1. ## Combinations/ Permutation

i have discovered a question that i am stuck on again. Help would be appreciated!

In how many ways can you arrange the word BOOKKEEPER without having identical letters (such as OO) beside each other?

2. I am going to be brave here and give it a go. Perhaps if I'm overcounting or undercounting, someone will be along.

Start by arranging the R,P, and B with spaces in between and on the ends.

_B_P_R_

This gives us 4 positions to choose 3 and 3! ways to arrange the B,P,R.

After some head-scratching and trying to account for the different cases.

We get $\displaystyle 3!C(4,3)C(7,2)C(9,2)=18144$

3. The trouble with that answer is that it would never count the following:
EOEBOKEPRK.
That is, it may not count cases in which two repeats are separated by another repeater as in the example above.
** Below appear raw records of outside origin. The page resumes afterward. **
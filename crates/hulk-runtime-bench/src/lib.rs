//! Benchmark workloads for the HULK language runtime.
//!
//! - [`operand_pair`]: two inputs of a given total length
//! - [`SIZES`]: the output lengths every benchmark sweeps
//! - [`chained_concat`]: the allocation pattern of `s @ s @ ... @ s`

#![forbid(unsafe_code)]
#![deny(rustdoc::broken_intra_doc_links)]

use std::ffi::{CStr, CString};

use hulk_runtime_core::{ConcatError, Concatenator};
use hulk_runtime_test_utils::filled_c_string;

/// Output lengths, in bytes, swept by the benchmarks.
pub const SIZES: &[usize] = &[0, 16, 256, 4096, 65536];

/// Two inputs whose concatenation is `total` bytes long.
///
/// The left input takes the larger half so odd totals stay exact.
pub fn operand_pair(total: usize) -> (CString, CString) {
    let left = total - total / 2;
    (filled_c_string(b'a', left), filled_c_string(b'b', total / 2))
}

/// Append `piece` to an empty string `times` times, releasing each
/// intermediate result, as generated code does for a chain of `@`.
pub fn chained_concat(
    concatenator: &Concatenator,
    piece: &CStr,
    times: usize,
) -> Result<CString, ConcatError> {
    let mut acc = CString::default();
    for _ in 0..times {
        acc = concatenator.concat(&acc, piece)?;
    }
    Ok(acc)
}
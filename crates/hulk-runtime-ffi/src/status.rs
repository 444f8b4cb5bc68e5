//! C-compatible status codes.
//!
//! [`HulkStatus`] is a `repr(i32)` enum covering every outcome of the C
//! entry points. A conversion from [`ConcatError`] is provided.

use hulk_runtime_core::ConcatError;

/// C-compatible status code returned by status-reporting FFI functions.
///
/// `Ok` = 0, all errors are negative. Values are ABI-stable.
#[repr(i32)]
#[derive(Clone, Copy, Debug, PartialEq, Eq)]
pub enum HulkStatus {
    /// Success.
    Ok = 0,
    /// The output buffer could not be allocated.
    AllocationFailed = -1,
    /// An argument is null or otherwise invalid.
    InvalidArgument = -2,
    /// A Rust panic was caught at the FFI boundary.
    Panicked = -128,
}

impl From<&ConcatError> for HulkStatus {
    fn from(e: &ConcatError) -> Self {
        match e {
            ConcatError::AllocationFailed { .. } => HulkStatus::AllocationFailed,
            ConcatError::Unterminated { .. } | ConcatError::InvalidConfig { .. } => {
                HulkStatus::InvalidArgument
            }
        }
    }
}
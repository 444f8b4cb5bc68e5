//! Concatenator configuration parameters.

use crate::error::ConcatError;

/// Configuration for a [`Concatenator`](crate::Concatenator).
///
/// Holds the allocation ceiling only; there is no other tunable. All
/// values are immutable once the concatenator is built.
#[derive(Clone, Copy, Debug, PartialEq, Eq)]
pub struct ConcatConfig {
    /// Largest output length, in bytes and excluding the terminator, that
    /// will be requested from the allocator.
    ///
    /// Default: [`DEFAULT_MAX_OUTPUT_LEN`](Self::DEFAULT_MAX_OUTPUT_LEN).
    /// Requests above the ceiling fail with
    /// [`ConcatError::AllocationFailed`] without calling the allocator.
    pub max_output_len: usize,
}

impl ConcatConfig {
    /// Largest length whose buffer (`len + 1` bytes) is still a valid
    /// Rust allocation, which is capped at `isize::MAX` bytes.
    pub const DEFAULT_MAX_OUTPUT_LEN: usize = isize::MAX as usize - 1;

    /// Create a config with the default ceiling.
    pub fn new() -> Self {
        Self {
            max_output_len: Self::DEFAULT_MAX_OUTPUT_LEN,
        }
    }

    /// Create a config with a custom ceiling.
    pub fn with_max_output_len(max_output_len: usize) -> Self {
        Self { max_output_len }
    }

    /// Check that the config describes allocations Rust can make.
    pub fn validate(&self) -> Result<(), ConcatError> {
        if self.max_output_len > Self::DEFAULT_MAX_OUTPUT_LEN {
            return Err(ConcatError::InvalidConfig {
                reason: format!(
                    "max_output_len {} exceeds the largest allocatable length {}",
                    self.max_output_len,
                    Self::DEFAULT_MAX_OUTPUT_LEN
                ),
            });
        }
        Ok(())
    }
}

impl Default for ConcatConfig {
    fn default() -> Self {
        Self::new()
    }
}

#[cfg(test)]
mod tests {
    use super::*;

    #[test]
    fn default_config_is_valid() {
        assert!(ConcatConfig::default().validate().is_ok());
    }

    #[test]
    fn default_buffer_fits_isize() {
        let buffer = ConcatConfig::DEFAULT_MAX_OUTPUT_LEN + 1;
        assert_eq!(buffer, isize::MAX as usize);
    }

    #[test]
    fn zero_ceiling_is_valid() {
        assert!(ConcatConfig::with_max_output_len(0).validate().is_ok());
    }

    #[test]
    fn ceiling_above_isize_rejected() {
        let config = ConcatConfig::with_max_output_len(usize::MAX);
        match config.validate() {
            Err(ConcatError::InvalidConfig { reason }) => {
                assert!(reason.contains("max_output_len"), "got: {reason}");
            }
            other => panic!("expected InvalidConfig, got {other:?}"),
        }
    }
}
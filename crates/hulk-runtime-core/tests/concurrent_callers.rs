//! Concurrent callers sharing one `Concatenator` and one set of inputs.

use std::ffi::CString;
use std::thread;

use hulk_runtime_core::{ConcatConfig, ConcatError, Concatenator};
use hulk_runtime_test_utils::{storage_disjoint, CONCAT_CASES};

const THREADS: usize = 8;
const ROUNDS: usize = 200;

#[test]
fn shared_concatenator_across_threads() {
    let concatenator = Concatenator::default();
    let inputs: Vec<(CString, CString, &[u8])> = CONCAT_CASES
        .iter()
        .map(|&(a, b, expected)| (CString::new(a).unwrap(), CString::new(b).unwrap(), expected))
        .collect();

    thread::scope(|s| {
        for _ in 0..THREADS {
            s.spawn(|| {
                for _ in 0..ROUNDS {
                    for (a, b, expected) in &inputs {
                        let out = concatenator.concat(a, b).unwrap();
                        assert_eq!(out.as_bytes(), *expected);
                        assert!(storage_disjoint(out.as_bytes_with_nul(), a.as_bytes_with_nul()));
                        assert!(storage_disjoint(out.as_bytes_with_nul(), b.as_bytes_with_nul()));
                    }
                }
            });
        }
    });

    // Shared inputs are untouched after every thread finished.
    for ((a, b, _), &(orig_a, orig_b, _)) in inputs.iter().zip(CONCAT_CASES) {
        assert_eq!(a.as_bytes(), orig_a);
        assert_eq!(b.as_bytes(), orig_b);
    }
}

#[test]
fn failures_on_one_thread_do_not_affect_others() {
    let tight = Concatenator::new(ConcatConfig::with_max_output_len(3)).unwrap();
    let roomy = Concatenator::default();

    thread::scope(|s| {
        let failing = s.spawn(|| {
            (0..ROUNDS)
                .map(|_| tight.concat(c"foo", c"bar"))
                .filter(|r| *r == Err(ConcatError::AllocationFailed { requested: 7 }))
                .count()
        });
        let succeeding = s.spawn(|| {
            (0..ROUNDS)
                .filter(|_| roomy.concat(c"foo", c"bar").is_ok_and(|out| out.as_bytes() == b"foobar"))
                .count()
        });
        assert_eq!(failing.join().unwrap(), ROUNDS);
        assert_eq!(succeeding.join().unwrap(), ROUNDS);
    });
}
//! String concatenation FFI.
//!
//! Strings returned from here are allocated by the Rust global allocator
//! and must be released with [`hulk_string_free`], never with `free(3)`.

use std::ffi::{c_char, CStr, CString};

use hulk_runtime_core::Concatenator;

use crate::status::HulkStatus;

/// Concatenate two null-terminated strings into a new string.
///
/// On success writes the new string to `*out` and returns `Ok`; ownership
/// passes to the caller, who releases it with [`hulk_string_free`]. On
/// any error `*out` is left untouched. Null `a`, `b` or `out` yields
/// `InvalidArgument`.
#[no_mangle]
#[allow(unsafe_code)]
pub extern "C" fn hulk_concat(a: *const c_char, b: *const c_char, out: *mut *mut c_char) -> i32 {
    ffi_guard!({
        if a.is_null() || b.is_null() || out.is_null() {
            return HulkStatus::InvalidArgument as i32;
        }
        // SAFETY: a and b are non-null and, per caller contract, point to
        // null-terminated strings that stay valid for this call.
        let (a, b) = unsafe { (CStr::from_ptr(a), CStr::from_ptr(b)) };

        match Concatenator::default().concat(a, b) {
            Ok(joined) => {
                // SAFETY: out is non-null and valid per caller contract.
                unsafe { *out = joined.into_raw() };
                HulkStatus::Ok as i32
            }
            Err(e) => HulkStatus::from(&e) as i32,
        }
    })
}

/// Runtime entry point called by compiled HULK programs.
///
/// Returns a new string holding `a` followed by `b`, or null if either
/// input is null or the allocation failed. Release the result with
/// [`hulk_string_free`].
#[no_mangle]
#[allow(unsafe_code)]
pub extern "C" fn concat(a: *const c_char, b: *const c_char) -> *mut c_char {
    let mut out: *mut c_char = std::ptr::null_mut();
    // Any non-Ok status leaves `out` null, which is this symbol's failure signal.
    let _ = hulk_concat(a, b, &mut out);
    out
}

/// Release a string returned by [`concat`] or [`hulk_concat`].
///
/// Null is a no-op. Any other pointer not obtained from this library, or
/// already released, is undefined behavior.
#[no_mangle]
#[allow(unsafe_code)]
pub extern "C" fn hulk_string_free(s: *mut c_char) {
    if s.is_null() {
        return;
    }
    // SAFETY: s came from CString::into_raw in hulk_concat and has not been
    // released yet, per caller contract.
    drop(unsafe { CString::from_raw(s) });
}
4. Oh well, this isn't an easy problem.

We arrange the P,R,B in a line with the gaps. This leaves 4 places we can choose 3 to place the E. This gives the 24 ways as per the last post.

Then, we have 6 letters and we arrange them with gaps in between on the ends. This gives 7 positions we can choose 2 to place the K. C(7,2)=21

Now we have 8 letters and we arrange with gaps in between and on the ends. This gives 9 places and we can choose 2 to place the O. C(9,2)=36 ways.

We have 24*21*36=18144.

That seems OK, but if I am missing something then..............

5. I understand how you got the above answer. I also agree that it is a lower bound for the correct answer.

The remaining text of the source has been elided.